I am trying to deploy a Phi-3 model on vLLM. Phi-3-small-128k-instruct is ~15GB and 7B parameters, so it should easily fit on my 4 Tesla T4 GPUs, which have 16GB RAM each. However, I am getting a ran out of memory error as it tries to load the model that makes no sense. It says tried to allocate 1024 GB, which does not seem possible since the model itself is not nearly that big. My parameters for this deployment are --dtype float16, --tensor-parallel-size 4. And I had to add --trust-remote-code (even though other issues say this is no longer needed for Phi-3 models, my transformers package is up to date but was requiring this parameter).

I know this looks like a standard out of memory error, but this model is ~15 GB, so why would it be trying to allocate 1024GB? Any guidance would be appreciated, thanks.

ERROR 08-16 15:18:01 multiproc_worker_utils.py:120] Worker VllmWorkerProcess pid 1740 died, exit code: -15
INFO 08-16 15:18:01 multiproc_worker_utils.py:123] Killing local vLLM worker processes
Traceback (most recent call last):
  File "/usr/lib/python3.11/multiprocessing/process.py", line 314, in _bootstrap
    self.run()
  File "/usr/lib/python3.11/multiprocessing/process.py", line 108, in run
    self._target(*self._args, **self._kwargs)
  File "/home/nonroot/.local/lib/python3.11/site-packages/vllm/entrypoints/openai/rpc/server.py", line 217, in run_rpc_server
    server = AsyncEngineRPCServer(async_engine_args, usage_context, port)

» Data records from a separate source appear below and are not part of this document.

use super::amount::Coin;
use super::error::LedgerError;

/// Monetary policy: fixed total supply, a per-period release cap and a
/// wall-clock halving schedule for that cap.
///
/// `current_supply` starts at the reserved allocation and only ever grows.
#[derive(Debug, Clone)]
pub struct SupplyPolicy {
    total_supply: Coin,
    current_supply: Coin,
    daily_release_cap: Coin,
    halving_interval_secs: i64,
    last_halving_time: i64,
}

impl SupplyPolicy {
    pub fn new(
        total_supply: Coin,
        reserved_supply: Coin,
        daily_release_cap: Coin,
        halving_interval_secs: i64,
        now: i64,
    ) -> Self {
        Self {
            total_supply,
            current_supply: reserved_supply,
            daily_release_cap,
            halving_interval_secs,
            last_halving_time: now,
        }
    }

    /// Check whether `amount` may be released at `now`, applying any due
    /// halvings first. Leaves `current_supply` untouched; pair with
    /// [`SupplyPolicy::release`] once the block made it onto the chain.
    pub fn authorize(&mut self, amount: Coin, now: i64) -> Result<(), LedgerError> {
        self.apply_halving(now);

        if amount > self.daily_release_cap {
            return Err(LedgerError::ReleaseCapExceeded {
                amount,
                cap: self.daily_release_cap,
            });
        }

        let next = self
            .current_supply
            .checked_add(amount)
            .ok_or(LedgerError::SupplyCapExceeded {
                amount,
                total: self.total_supply,
            })?;
        if next > self.total_supply {
            return Err(LedgerError::SupplyCapExceeded {
                amount,
                total: self.total_supply,
            });
        }

        Ok(())
    }

    /// Record a released amount. Callers must have authorized it first.
    pub fn release(&mut self, amount: Coin) {
        self.current_supply = self.current_supply.saturating_add(amount);
    }

    /// Halve the release cap once per fully elapsed interval. Catches up on
    /// every missed interval in one call and keeps the remainder, so idle
    /// periods cannot under-halve the schedule.
    fn apply_halving(&mut self, now: i64) {
        let elapsed = now - self.last_halving_time;
        if elapsed < self.halving_interval_secs || self.halving_interval_secs <= 0 {
            return;
        }
        let steps = elapsed / self.halving_interval_secs;
        for _ in 0..steps {
            self.daily_release_cap = self.daily_release_cap.halved();
        }
        self.last_halving_time += steps * self.halving_interval_secs;
    }

    pub fn total_supply(&self) -> Coin {
        self.total_supply
    }

    pub fn current_supply(&self) -> Coin {
        self.current_supply
    }

    pub fn daily_release_cap(&self) -> Coin {
        self.daily_release_cap
    }

    pub fn last_halving_time(&self) -> i64 {
        self.last_halving_time
    }
}
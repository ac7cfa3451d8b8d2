use rand::Rng;

use super::block::Block;
use super::error::LedgerError;
use super::stake::StakerRegistry;

/// Which production path a block takes. Drawn uniformly per attempt; the
/// coin flip is a policy knob, not a Sybil-resistance mechanism.
#[derive(Debug, Clone, Copy, PartialEq, Eq)]
pub enum Branch {
    Work,
    Stake,
}

pub fn choose_branch(rng: &mut impl Rng) -> Branch {
    if rng.gen_bool(0.5) {
        Branch::Work
    } else {
        Branch::Stake
    }
}

/// Proof-of-Work search: bump the nonce and rehash until the digest starts
/// with `difficulty` zeros. Bounded by `budget` attempts so a misconfigured
/// difficulty stalls with an error instead of spinning forever.
pub fn mine(block: &mut Block, difficulty: u32, budget: u64) -> Result<(), LedgerError> {
    let mut attempts: u64 = 0;
    loop {
        block.hash = block.compute_hash();
        if block.meets_difficulty(difficulty) {
            return Ok(());
        }
        if attempts >= budget {
            return Err(LedgerError::PowBudgetExhausted(budget));
        }
        attempts += 1;
        block.nonce = block.nonce.wrapping_add(1);
    }
}

/// Proof-of-Stake selection: one weighted draw from the registry. An empty
/// (or all-zero) registry produces a block without a producer identity.
pub fn pick_producer(stakers: &StakerRegistry, rng: &mut impl Rng) -> Option<String> {
    stakers.pick_weighted(rng).map(|s| s.to_string())
}

#[cfg(test)]
mod tests {
    use super::*;
    use rand::SeedableRng;
    use rand::rngs::StdRng;

    fn candidate() -> Block {
        Block::new(
            1,
            "prev".into(),
            1_700_000_000,
            vec!["alice->bob:5".into()],
            None,
            None,
        )
    }

    #[test]
    fn mining_produces_leading_zeros() {
        let mut b = candidate();
        mine(&mut b, 2, u64::MAX).unwrap();
        assert!(b.hash.starts_with("00"));
        assert!(b.meets_difficulty(2));
        assert!(b.is_valid());
    }

    #[test]
    fn exhausted_budget_is_an_error() {
        let mut b = candidate();
        let err = mine(&mut b, 6, 10).unwrap_err();
        assert_eq!(err, LedgerError::PowBudgetExhausted(10));
    }

    #[test]
    fn zero_difficulty_accepts_first_hash() {
        let mut b = candidate();
        mine(&mut b, 0, 0).unwrap();
        assert_eq!(b.nonce, 0);
    }

    #[test]
    fn branch_draw_is_reproducible_under_a_seed() {
        let mut a = StdRng::seed_from_u64(99);
        let mut b = StdRng::seed_from_u64(99);
        for _ in 0..32 {
            assert_eq!(choose_branch(&mut a), choose_branch(&mut b));
        }
    }
}
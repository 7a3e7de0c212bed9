//! Binary AST codec for transformer IPC.
//!
//! Every node is a `[tag][length:BE u16][payload]` frame. Composite nodes
//! carry an empty payload; their children follow in canonical order and are
//! closed by an `END` frame. Trivia (tokens, comments, positions) is not
//! encoded: a decoded tree carries detached metadata, and round-trip
//! equality is structural only.

mod decode;
mod encode;
pub mod tag;

use std::io::Read;

use thiserror::Error;

pub use tag::Tag;

#[derive(Debug, Error)]
pub enum CodecError {
    #[error("byte stream ended mid-frame")]
    Truncated,

    #[error("unknown tag byte 0x{0:02x}")]
    UnknownTag(u8),

    #[error("expected {expected} frame, found {found}")]
    TagMismatch {
        expected: &'static str,
        found: &'static str,
    },

    #[error("unexpected FIN frame")]
    UnexpectedFin,

    #[error("unexpected end of stream")]
    UnexpectedEof,

    #[error("payload exceeds the 65535-byte frame limit")]
    Oversize,

    #[error("invalid UTF-8 in {0} payload")]
    InvalidUtf8(&'static str),

    #[error("malformed {0} payload")]
    InvalidPayload(&'static str),

    #[error(transparent)]
    Io(#[from] std::io::Error),
}

/// The codec instance. Stateless today; owning an instance keeps the
/// encode/decode surface in one place and leaves room for versioning.
#[derive(Debug, Clone, Copy, Default)]
pub struct Codec;

impl Codec {
    pub fn new() -> Self {
        Codec
    }
}

/// One decoded frame.
#[derive(Debug, Clone)]
pub struct Frame {
    pub tag: Tag,
    pub payload: Vec<u8>,
}

/// Frame-level reader with one-frame lookahead, which is how the decoder
/// handles optional children.
pub struct FrameReader<R: Read> {
    inner: R,
    peeked: Option<Option<Frame>>,
}

impl<R: Read> FrameReader<R> {
    pub fn new(inner: R) -> Self {
        FrameReader {
            inner,
            peeked: None,
        }
    }

    /// Reads the next raw frame. `None` at a clean end of stream.
    fn read_frame(&mut self) -> Result<Option<Frame>, CodecError> {
        let mut tag_byte = [0u8; 1];
        match self.inner.read(&mut tag_byte)? {
            0 => return Ok(None),
            _ => {}
        }
        let tag = Tag::from_u8(tag_byte[0]).ok_or(CodecError::UnknownTag(tag_byte[0]))?;
        let mut len_bytes = [0u8; 2];
        self.read_exact(&mut len_bytes)?;
        let len = u16::from_be_bytes(len_bytes) as usize;
        let mut payload = vec![0u8; len];
        self.read_exact(&mut payload)?;
        Ok(Some(Frame { tag, payload }))
    }

    fn read_exact(&mut self, buf: &mut [u8]) -> Result<(), CodecError> {
        self.inner.read_exact(buf).map_err(|err| {
            if err.kind() == std::io::ErrorKind::UnexpectedEof {
                CodecError::Truncated
            } else {
                CodecError::Io(err)
            }
        })
    }

    /// The tag of the next frame without consuming it.
    pub fn peek_tag(&mut self) -> Result<Option<Tag>, CodecError> {
        if self.peeked.is_none() {
            self.peeked = Some(self.read_frame()?);
        }
        Ok(self
            .peeked
            .as_ref()
            .and_then(|slot| slot.as_ref())
            .map(|frame| frame.tag))
    }

    /// Consumes the next frame; `None` at a clean end of stream.
    pub fn next_frame(&mut self) -> Result<Option<Frame>, CodecError> {
        match self.peeked.take() {
            Some(frame) => Ok(frame),
            None => self.read_frame(),
        }
    }

    /// Consumes a frame that must be present and must carry `expected`.
    pub fn expect(&mut self, expected: Tag) -> Result<Frame, CodecError> {
        let frame = self.next_frame()?.ok_or(CodecError::UnexpectedEof)?;
        if frame.tag == Tag::Fin {
            return Err(CodecError::UnexpectedFin);
        }
        if frame.tag != expected {
            return Err(CodecError::TagMismatch {
                expected: expected.name(),
                found: frame.tag.name(),
            });
        }
        Ok(frame)
    }

    /// Consumes the closing `END` of a composite.
    pub fn expect_end(&mut self) -> Result<(), CodecError> {
        self.expect(Tag::End).map(|_| ())
    }
}

#[cfg(test)]
#[path = "../tests/t_codec.rs"]
mod tests;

             ^^^^^^^^^^^^^^^^^^^^^^^^^^^^^^^^^^^^^^^^^^^^^^^^^^^^^^^^^^^^
  File "/home/nonroot/.local/lib/python3.11/site-packages/vllm/entrypoints/openai/rpc/server.py", line 25, in __init__
    self.engine = AsyncLLMEngine.from_engine_args(async_engine_args,
                  ^^^^^^^^^^^^^^^^^^^^^^^^^^^^^^^^^^^^^^^^^^^^^^^^^^
  File "/home/nonroot/.local/lib/python3.11/site-packages/vllm/engine/async_llm_engine.py", line 471, in from_engine_args
    engine = cls(
             ^^^^
  File "/home/nonroot/.local/lib/python3.11/site-packages/vllm/engine/async_llm_engine.py", line 381, in __init__
    self.engine = self._init_engine(*args, **kwargs)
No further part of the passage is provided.